Prerequisites: Before we dive into the implementation, ensure you have the following prerequisites in place:
A Google Cloud Platform (GCP) account with the necessary permissions to create BigQuery datasets and tables.
A GitLab account with a repository set up to manage your Terraform code.
Repo Structure: To maintain a well-organized project structure, we will follow this directory structure within our GitLab repository: GitLab-Repo

You can quickly clone my public repository: GitLab-Repo
Terraform Configuration: Let's explore the details of each component of our Terraform code:
main.tf: The main.tf
file contains the core Terraform configuration, defining the resources and their properties to be provisioned in the target cloud environment. In this context, it sets up a Google Cloud Platform (GCP) BigQuery dataset and a table for data storage and analysis.

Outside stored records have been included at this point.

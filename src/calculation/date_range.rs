//! Bounded inclusive date ranges.

use chrono::{Days, NaiveDate};
use tracing::warn;

use crate::error::{EngineError, EngineResult};

/// An inclusive range of calendar dates.
///
/// Construction enforces the configured length cap, so iterating a range
/// never produces an unbounded number of rows.
///
/// # Example
///
/// ```
/// use dtr_engine::calculation::DateRange;
/// use chrono::NaiveDate;
///
/// let from = NaiveDate::from_ymd_opt(2025, 1, 30).unwrap();
/// let to = NaiveDate::from_ymd_opt(2025, 2, 2).unwrap();
/// let range = DateRange::new(from, to, 366).unwrap();
/// assert_eq!(range.len(), 4);
/// assert_eq!(range.iter().last(), Some(to));
/// ```
#[derive(Debug, Clone, Copy, PartialEq, Eq)]
pub struct DateRange {
    from: NaiveDate,
    to: NaiveDate,
}

impl DateRange {
    /// Creates a range, rejecting inverted ranges and ranges longer than
    /// `max_days`.
    ///
    /// # Errors
    ///
    /// Returns [`EngineError::InvalidDateRange`] when `from > to` or the range
    /// spans more than `max_days` dates.
    pub fn new(from: NaiveDate, to: NaiveDate, max_days: u32) -> EngineResult<Self> {
        if from > to {
            warn!(%from, %to, "rejected inverted date range");
            return Err(EngineError::InvalidDateRange {
                from,
                to,
                message: "start is after end".to_string(),
            });
        }
        let days = (to - from).num_days() + 1;
        if days > i64::from(max_days) {
            warn!(%from, %to, days, max_days, "rejected oversized date range");
            return Err(EngineError::InvalidDateRange {
                from,
                to,
                message: format!("spans {} days, limit is {}", days, max_days),
            });
        }
        Ok(Self { from, to })
    }

    /// First date of the range.
    pub fn from(&self) -> NaiveDate {
        self.from
    }

    /// Last date of the range.
    pub fn to(&self) -> NaiveDate {
        self.to
    }

    /// Number of dates in the range.
    pub fn len(&self) -> usize {
        ((self.to - self.from).num_days() + 1) as usize
    }

    /// Always false; a valid range holds at least one date.
    pub fn is_empty(&self) -> bool {
        false
    }

    /// Whether `date` lies in the range.
    pub fn contains(&self, date: NaiveDate) -> bool {
        date >= self.from && date <= self.to
    }

    /// Iterates the dates in ascending order.
    pub fn iter(&self) -> DateRangeIter {
        DateRangeIter {
            next: Some(self.from),
            last: self.to,
        }
    }
}

impl IntoIterator for DateRange {
    type Item = NaiveDate;
    type IntoIter = DateRangeIter;

    fn into_iter(self) -> Self::IntoIter {
        self.iter()
    }
}

/// Ascending iterator over a [`DateRange`].
#[derive(Debug, Clone)]
pub struct DateRangeIter {
    next: Option<NaiveDate>,
    last: NaiveDate,
}

impl Iterator for DateRangeIter {
    type Item = NaiveDate;

    fn next(&mut self) -> Option<Self::Item> {
        let current = self.next?;
        self.next = if current < self.last {
            current.checked_add_days(Days::new(1))
        } else {
            None
        };
        Some(current)
    }
}
//! Late arrival and early departure minutes.

use crate::config::LatenessConfig;
use crate::models::{ClockTime, Provenance, ShiftWindow, Slot, SlotValues};

use super::time_utils::minutes_after;

/// Minutes one slot contributes to lateness.
///
/// Arrival slots count minutes after the nominal time; departure slots count
/// minutes before it.
pub fn slot_lateness(slot: Slot, actual: ClockTime, nominal: ClockTime) -> u32 {
    if slot.is_check_in() {
        minutes_after(actual, nominal)
    } else {
        minutes_after(nominal, actual)
    }
}

/// Total late-in and early-out minutes for a day.
///
/// # Arguments
///
/// * `slots` - Final (post-backfill) slot values
/// * `provenance` - Origin of each slot value
/// * `shift` - The employee's schedule
/// * `config` - Whether backfilled values are exempt
///
/// # Returns
///
/// The sum over active slots that have both a value and a nominal time.
///
/// # Example
///
/// ```
/// use dtr_engine::calculation::compute_lateness;
/// use dtr_engine::config::LatenessConfig;
/// use dtr_engine::models::{ShiftAssignment, ShiftMode, ShiftWindow, SlotValues};
///
/// let shift = ShiftWindow::from_assignments(&[ShiftAssignment {
///     name: "Regular".to_string(),
///     mode: ShiftMode::Ampm,
///     check_in: "08:00".parse().ok(),
///     check_in_window: None,
///     check_out: "17:00".parse().ok(),
///     check_out_window: None,
///     credit: None,
/// }])
/// .unwrap();
///
/// let slots = SlotValues {
///     am_in: "08:10".parse().ok(),
///     pm_out: "16:45".parse().ok(),
///     ..SlotValues::default()
/// };
/// let late = compute_lateness(&slots, &SlotValues::default(), &shift, &LatenessConfig::default());
/// assert_eq!(late, 25);
/// ```
pub fn compute_lateness(
    slots: &SlotValues<Option<ClockTime>>,
    provenance: &SlotValues<Provenance>,
    shift: &ShiftWindow,
    config: &LatenessConfig,
) -> u32 {
    Slot::ALL
        .into_iter()
        .filter(|slot| !(config.exempt_backfilled && *provenance.get(*slot) != Provenance::None))
        .filter_map(|slot| {
            let actual = (*slots.get(slot))?;
            let nominal = shift.nominal(slot)?;
            Some(slot_lateness(slot, actual, nominal))
        })
        .sum()
}
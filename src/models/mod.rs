//! Core data models for the DTR reconciliation engine.
//!
//! This module contains the inputs (punches, shift schedules, exception
//! records) and outputs (attendance rows, totals, reports) of the engine.

mod attendance;
mod clock_time;
mod exception;
mod punch;
mod shift;
mod slot;

pub use attendance::{
    AttendanceReport, AttendanceTotals, CreditRule, DailyAttendanceRow, MatchedRecord, Provenance,
    ReconcileOutcome, RecordCounts,
};
pub use clock_time::{ClockTime, MINUTES_PER_DAY, ParseClockTimeError, TimeWindow};
pub use exception::{ApprovalStatus, ExceptionDetail, ExceptionKind, ExceptionRecord, OwnerRef};
pub use punch::{EmployeeKeys, PunchEvent};
pub use shift::{CreditWeights, ShiftAssignment, ShiftMode, ShiftWindow, SlotSchedule};
pub use slot::{Slot, SlotValues};
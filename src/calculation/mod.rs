//! Calculation logic for the DTR reconciliation engine.
//!
//! This module contains the pure functions that turn punches, a shift
//! schedule and exception records into attendance rows: timestamp parsing,
//! bounded date ranges, punch-to-slot extraction, exception matching,
//! backfill with provenance, lateness, day credit, remarks, range totals and
//! the per-day pipeline that ties them together.

mod backfill;
mod date_range;
mod day_credit;
mod exception_resolver;
mod lateness;
mod reconcile;
mod remarks;
mod time_utils;
mod totals;
mod window_extractor;

pub use backfill::{BackfillOutcome, backfill, out_of_office_interval};
pub use date_range::{DateRange, DateRangeIter};
pub use day_credit::{CreditOutcome, DayContext, compute_base_credit, compute_day_credit};
pub use exception_resolver::{
    DayExceptions, FixLogMatch, WORK_SUSPENSION_LABEL, covers_date, find_fix_log, find_matches,
    holiday_label, resolve_day,
};
pub use lateness::{compute_lateness, slot_lateness};
pub use reconcile::{ReconcileInput, reconcile, reconcile_day};
pub use remarks::{
    ABSENT, FILE_A_LOCATOR, FIX_ON_PROCESS, LOGS_FIXED, RemarkContext, WEEKEND, compose_remarks,
    record_remark,
};
pub use time_utils::{
    is_weekend, minutes_after, parse_calendar_date, parse_clock_time, parse_timestamp,
    same_month_day,
};
pub use totals::{compute_totals, count_records};
pub use window_extractor::{bucket_punches, extract_day, extract_slot};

resource "google_bigquery_dataset" "dataset" {
dataset_id = "my_gitlab_dataset" //Replace with your dataset-id
friendly_name = "test"
description = "This is a dataset from Terraform script"
location = "US"
default_table_expiration_ms = 3600000
labels = {
env = "default"
}
}
resource "google_bigquery_table" "default" {
dataset_id = google_bigquery_dataset.dataset.dataset_id
table_id = "my-gitlab-table" //Replace with your table-id
time_partitioning {
type = "DAY"
}
labels = {
env = "default"
}
deletion_protection=false
}
provider.tf: The provider.tf
file specifies the configuration for the Terraform provider, defining the target cloud platform and its necessary details, such as backend bucket, project ID, region, and zone. It allows Terraform to interact with GCP and manage resources in the designated project.
terraform {
required_providers {
google = {
source = "hashicorp/google"
version = "4.58.0"
}
}
backend "gcs" {
bucket = "your-backend-bucket" // Replace with your backend bucket name
prefix = "terraform/state"
}
}
provider "google" {
project = "your-project-id" // Replace with your project ID
region = "us-central1" // Replace with your desired region
zone = "us-central1-c" // Replace with your desired zone
}
GitLab CI/CD Configuration: The .gitlab-ci.yml
file sets up the CI/CD pipeline for automating the infrastructure deployment process. It defines stages, jobs, and associated scripts to perform tasks such as validation, planning, applying, and destroying Terraform changes.
---
workflow:
rules:
- if: $CI_COMMIT_BRANCH != "main" && $CI_PIPELINE_SOURCE != "merge_request_event"
when: never
- when: always
variables:
TF_DIR: ${CI_PROJECT_DIR}/terraform
STATE_NAME: "gitlab-terraform-gcp-tf"
stages:
- validate
- plan
- apply
- destroy
image:
name: hashicorp/terraform:light
entrypoint: [""]
before_script:
- terraform --version
- cd ${TF_DIR}
- terraform init -reconfigure
validate:
stage: validate
script:
- terraform validate
cache:
key: ${CI_COMMIT_REF_NAME}
paths:
- ${TF_DIR}/.terraform
policy: pull-push
plan:
stage: plan
script:
- terraform plan
dependencies:
- validate
cache:
key: ${CI_COMMIT_REF_NAME}
paths:
- ${TF_DIR}/.terraform
policy: pull
apply:
stage: apply
script:
- terraform apply -auto-approve
dependencies:
- plan
cache:
key: ${CI_COMMIT_REF_NAME}
paths:
- ${TF_DIR}/.terraform
policy: pull
destroy:
stage: destroy
script:
- terraform destroy -auto-approve
dependencies:
- plan
- apply
cache:
key: ${CI_COMMIT_REF_NAME}
paths:
- ${TF_DIR}/.terraform
policy: pull
when: manual
Implementation Steps: Now that we have our code and pipeline set up, let's walk through the implementation steps to automate the creation of a BigQuery dataset and a table in GCP using Terraform and GitLab CI/CD.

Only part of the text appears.